Monday, November 6, 2017

Monday November 6

Good evening!

First, if you’re wondering what happened to the sermons, I’m at the Arkansas Baptist State Convention and so didn’t have time to get the video and audio processed and uploaded before I left. So, sermon recap, with mine on 2 Peter 1:16-21 from the morning and Walter Wills’ from the evening will be up later this week. Probably Thursday.

Second, I have no words for the sadness coming from Sutherland Springs, Texas. I have pastored churches that size and cannot imagine the destruction that so many deaths will wreak in that small community.

As to the politics of it: First, there should be either an honorable or dishonorable discharge. And if you are booted from the military for abusing your child, then “dishonorable discharge” should be counted as merciful. There’s no way that man should have been able to purchase a firearm. Honestly, there’s no reason that man should be out of prison. He pled guilty to fracturing a baby’s skull deliberately. Wrap your head around that.

Second, here’s the problem going forward: churches, by nature, are open places.

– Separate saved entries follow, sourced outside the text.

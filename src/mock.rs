//! Scripted MCU link for tests
use std::cell::RefCell;
use std::collections::{HashMap, VecDeque};
use std::convert::TryFrom;
use std::io::{self, ErrorKind, Read, Write};
use std::rc::Rc;
use std::sync::Once;

use log::{Level, LevelFilter, Metadata, Record};

use crate::error::{Error, Result};
use crate::mcu::codec::{FrameHeader, HEADER_SIZE};
use crate::mcu::command::{AckId, Request, RequestId, VERSION_FIELD_SIZE};
use crate::transport::{LinkSettings, Transport};

#[derive(Default)]
struct MockState {
    rx: VecDeque<u8>,
    written: Vec<u8>,
    /// bytes handed out so far
    consumed: usize,
    /// read errors keyed by the stream position they fire at
    failures: Vec<(usize, ErrorKind)>,
    opened: usize,
}

/// Clones share the same scripted input and captured output
#[derive(Clone, Default)]
pub struct MockTransport {
    state: Rc<RefCell<MockState>>,
    /// largest read served at once, 0 serves everything available
    chunk_size: usize,
}

thread_local! {
    static REGISTRY: RefCell<HashMap<String, MockTransport>> = RefCell::new(HashMap::new());
    static CAPTURED: RefCell<Vec<(Level, String)>> = RefCell::new(Vec::new());
}

/// Records log output per thread so parallel tests do not see each other
struct CaptureLogger;

impl log::Log for CaptureLogger {
    fn enabled(&self, _metadata: &Metadata) -> bool {
        true
    }

    fn log(&self, record: &Record) {
        CAPTURED.with(|c| {
            c.borrow_mut()
                .push((record.level(), format!("{}", record.args())))
        });
    }

    fn flush(&self) {}
}

static LOGGER: CaptureLogger = CaptureLogger;
static LOGGER_INIT: Once = Once::new();

/// Starts recording the log output of the current thread from scratch
pub fn capture_logs() {
    LOGGER_INIT.call_once(|| {
        if log::set_logger(&LOGGER).is_ok() {
            log::set_max_level(LevelFilter::Trace);
        }
    });
    CAPTURED.with(|c| c.borrow_mut().clear());
}

/// Messages logged at exactly `level` since [`capture_logs`]
pub fn captured_logs(level: Level) -> Vec<String> {
    CAPTURED.with(|c| {
        c.borrow()
            .iter()
            .filter(|(l, _)| *l == level)
            .map(|(_, msg)| msg.clone())
            .collect()
    })
}

impl MockTransport {
    pub fn new() -> Self {
        Self::default()
    }

    pub fn with_chunk_size(mut self, chunk_size: usize) -> Self {
        self.chunk_size = chunk_size;
        self
    }

    /// Makes this link the one returned by [`Transport::open`] for `path`
    pub fn register(&self, path: &str) {
        REGISTRY.with(|r| r.borrow_mut().insert(path.to_string(), self.clone()));
    }

    pub fn push(&self, bytes: &[u8]) {
        self.state.borrow_mut().rx.extend(bytes.iter().copied());
    }

    /// Bytes scripted but not read yet
    pub fn pending(&self) -> usize {
        self.state.borrow().rx.len()
    }

    pub fn fail_next_read(&self, kind: ErrorKind) {
        let mut state = self.state.borrow_mut();
        let at = state.consumed;
        state.failures.push((at, kind));
    }

    /// Fails the read following the bytes scripted so far
    pub fn fail_read_after_pending(&self, kind: ErrorKind) {
        let mut state = self.state.borrow_mut();
        let at = state.consumed + state.rx.len();
        state.failures.push((at, kind));
    }

    pub fn opened(&self) -> usize {
        self.state.borrow().opened
    }

    pub fn written(&self) -> Vec<u8> {
        self.state.borrow().written.clone()
    }

    /// Splits everything written so far into frames, panics on a partial frame
    pub fn frames(&self) -> Vec<(FrameHeader, Vec<u8>)> {
        let written = self.written();
        let mut frames = Vec::new();
        let mut at = 0;
        while at < written.len() {
            let header = FrameHeader::from_bytes(&[
                written[at],
                written[at + 1],
                written[at + 2],
                written[at + 3],
            ]);
            let end = at + header.frame_len();
            assert!(end <= written.len(), "partial frame written");
            frames.push((header, written[at + HEADER_SIZE..end].to_vec()));
            at = end;
        }
        frames
    }

    /// Decodes every request written so far
    pub fn requests(&self) -> Vec<Request> {
        self.frames()
            .into_iter()
            .map(|(header, payload)| {
                let id = RequestId::try_from(header.tag).unwrap();
                Request::decode(id, &payload).unwrap()
            })
            .collect()
    }
}

impl Read for MockTransport {
    fn read(&mut self, buf: &mut [u8]) -> io::Result<usize> {
        let mut state = self.state.borrow_mut();
        let consumed = state.consumed;
        if let Some(i) = state.failures.iter().position(|(at, _)| *at <= consumed) {
            let (_, kind) = state.failures.remove(i);
            return Err(io::Error::new(kind, "scripted failure"));
        }
        let mut n = buf.len().min(state.rx.len());
        if self.chunk_size > 0 {
            n = n.min(self.chunk_size);
        }
        if let Some(next) = state.failures.iter().map(|(at, _)| *at).min() {
            n = n.min(next - consumed);
        }
        for b in buf.iter_mut().take(n) {
            // n is bounded by the queue length
            *b = state.rx.pop_front().unwrap_or_default();
        }
        state.consumed += n;
        Ok(n)
    }
}

impl Write for MockTransport {
    fn write(&mut self, buf: &[u8]) -> io::Result<usize> {
        self.state.borrow_mut().written.extend_from_slice(buf);
        Ok(buf.len())
    }

    fn flush(&mut self) -> io::Result<()> {
        Ok(())
    }
}

impl Transport for MockTransport {
    fn open(path: &str, _settings: &LinkSettings) -> Result<Self> {
        let mock = REGISTRY.with(|r| r.borrow().get(path).cloned());
        match mock {
            Some(mock) => {
                mock.state.borrow_mut().opened += 1;
                Ok(mock)
            }
            None => Err(Error::Io(io::Error::new(
                ErrorKind::NotFound,
                format!("no mock registered for {}", path),
            ))),
        }
    }
}

pub fn frame(id: u8, tag: u8, payload: &[u8]) -> Vec<u8> {
    let header = FrameHeader {
        id,
        size: payload.len() as u16,
        tag,
    };
    let mut out = header.to_bytes().to_vec();
    out.extend_from_slice(payload);
    out
}

pub fn ack(id: u8, tag: AckId, payload: &[u8]) -> Vec<u8> {
    frame(id, tag.code(), payload)
}

pub fn ping_ack(id: u8, uid: [u32; 3], version: &str, nb_radio_tx: u8, nb_radio_rx: u8) -> Vec<u8> {
    let mut payload = Vec::new();
    for word in uid.iter() {
        payload.extend_from_slice(&word.to_be_bytes());
    }
    let mut field = [0u8; VERSION_FIELD_SIZE];
    for (dst, src) in field.iter_mut().zip(version.bytes()) {
        *dst = src;
    }
    payload.extend_from_slice(&field);
    payload.push(nb_radio_tx);
    payload.push(nb_radio_rx);
    ack(id, AckId::Ping, &payload)
}

pub fn status_ack(
    id: u8,
    system_time_ms: u32,
    precise_time_us: u32,
    pps_captured: bool,
    pps_time_us: u32,
    temperature_centi: i16,
    radios: &[(u16, u16)],
) -> Vec<u8> {
    let mut payload = Vec::new();
    payload.extend_from_slice(&system_time_ms.to_be_bytes());
    payload.extend_from_slice(&precise_time_us.to_be_bytes());
    payload.push(pps_captured as u8);
    payload.extend_from_slice(&pps_time_us.to_be_bytes());
    payload.extend_from_slice(&temperature_centi.to_be_bytes());
    for (crc_ok, crc_err) in radios {
        payload.extend_from_slice(&crc_ok.to_be_bytes());
        payload.extend_from_slice(&crc_err.to_be_bytes());
    }
    ack(id, AckId::GetStatus, &payload)
}

pub fn status_byte_ack(id: u8, tag: AckId, status: u8) -> Vec<u8> {
    ack(id, tag, &[status])
}

pub fn rx_msg_ack(id: u8, nb_msg: u8, nb_bytes: u16, pending: bool, lost: u8) -> Vec<u8> {
    let mut payload = vec![nb_msg];
    payload.extend_from_slice(&nb_bytes.to_be_bytes());
    payload.push(pending as u8);
    payload.push(lost);
    ack(id, AckId::GetRxMsg, &payload)
}

pub fn rx_event(radio: u8, count_us: u32, foff_hz: i32, snr: i8, rssi: i8, data: &[u8]) -> Vec<u8> {
    let mut payload = vec![radio];
    payload.extend_from_slice(&count_us.to_be_bytes());
    payload.extend_from_slice(&foff_hz.to_be_bytes());
    payload.push(snr as u8);
    payload.push(rssi as u8);
    payload.push(data.len() as u8);
    payload.extend_from_slice(data);
    ack(0, AckId::MsgReceived, &payload)
}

We cannot put fortification in the foyer and make it impossible for anybody to get in that isn’t known. Neither can we shoot first and ask questions later. Neither can we be careless with the lives of those who trust us with them. See the conundrum?

Some people come to church angry, even belligerent, in a manner that a high-quality security screen would stop them. But they need to be there, and they actually aren’t a threat. But there are children and innocent people who need to be protected, and it’s foolish to sit idly by and let them be targets.

What do we do? I’m not sure what the answer is for every church. Some are persuaded, fully, that complete passive non-violence is required and that is how they will do. Others will armor up and aggressively address any possible threat. As a pastor and a husband and a parent, I do not know exactly what I will lead our church to do or what I will do for my family. We will consult with those who are more versed in security while also paying attention to being a church and not a bank or military installation.

There’s a difference, and that difference is going to result in churches always being an easier attack than other locations. It’s the reality. I don’t like it. I can’t imagine anyone who does, but even being a gun-loving guy like myself, I know the church cannot become an armed camp.

Now, societally? We’re reapoing the harvest of our neglect of the value of human life. Take away the guns? Let’s think for a minute: do you think any of these mass shooters would have turned in what firearms they possessed? Really? Nonsense. If you think the answer to this is in legislation, then your legislative solution has to deal with the reality that you will have massive non-compliance with gun surrender laws. Ban the sale, but there’s 400 million guns out there. Look at the amounts of ammunition typically owned—ban the sale and you still stop nothing. A legislative solution will require also empowering law enforcement to search every private residence, multiple times, every vehicle, all at any time, just to search and seize firearms. Is that going to work? Not likely.

The real problem is the same fundamental problem that has driven the sexual assault epidemic, the violence epidemic, the resurgence of racism, anti-immigrant sentiment: we are a culture that believes that survival of the fittest matters more than anything else, and we are going to do everything in our power to be the fittest. Other life is irrelevant, and we’ll stomp it out if need be. Look at our entertainment: what sells? Sex and violence. Claim that it only reflects society and doesn’t shape it? Fine, but what does it reflect?

Who does it say we are? As a people, who does it say we are?

Want to fix it? Go love your neighbor. A lot. Take some cookies to the local fire station. Take a pizza to the nursing home for the CNAs. Volunteer at the local school.

Do something for the people you live with day by day, and rebuild who we are.

As a Christian, I will do these kinds of things because they bring glory to God, and doing so will bring honor to Christ while improving the situation right around me. I would challenge you to do the same—even if you do not share the same primary motivation.

As long as our response is about the larger political question and whether this helps or hurts “our side,” we’re going down. Because “our side” is the human race. Let’s get it together.